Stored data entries
____________________

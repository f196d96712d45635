use async_trait::async_trait;

use crate::content::content_model::{
    ContentCategoryGroup, ContentItem, NewContentItem, ResolvedContentItem,
};
use crate::errors::Result;

/// Read/write access to stored content records.
#[async_trait]
pub trait ContentRepositoryTrait: Send + Sync {
    /// Loads base records plus the records owned by `tenant_id`.
    ///
    /// Rows come back in insertion order so the tenant layer is applied
    /// deterministically. `content_type` narrows the read when set.
    fn load_for_tenant(&self, tenant_id: &str, content_type: Option<&str>)
        -> Result<Vec<ContentItem>>;

    /// Inserts or updates a record by id.
    ///
    /// An id keeps the owner it was first written with; a write for the same
    /// id from another tenant (or between base and tenant) fails with a
    /// validation error and changes nothing.
    async fn upsert_content_item(&self, item: NewContentItem) -> Result<ContentItem>;
}

/// Tenant-scoped guide library operations.
#[async_trait]
pub trait ContentServiceTrait: Send + Sync {
    fn get_guides(&self, tenant_id: &str, category: Option<&str>)
        -> Result<Vec<ResolvedContentItem>>;

    fn get_guide(&self, tenant_id: &str, guide_id: &str) -> Result<ResolvedContentItem>;

    fn get_guide_categories(&self, tenant_id: &str) -> Result<Vec<ContentCategoryGroup>>;

    async fn upsert_content_item(&self, item: NewContentItem) -> Result<ContentItem>;
}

____________________

Your reply is to repeat, unchanged, the lines above running from the one with "stored content records." up to and including the one with "layer is applied".

SOLUTION
/// Read/write access to stored content records.
#[async_trait]
pub trait ContentRepositoryTrait: Send + Sync {
    /// Loads base records plus the records owned by `tenant_id`.
    ///
    /// Rows come back in insertion order so the tenant layer is applied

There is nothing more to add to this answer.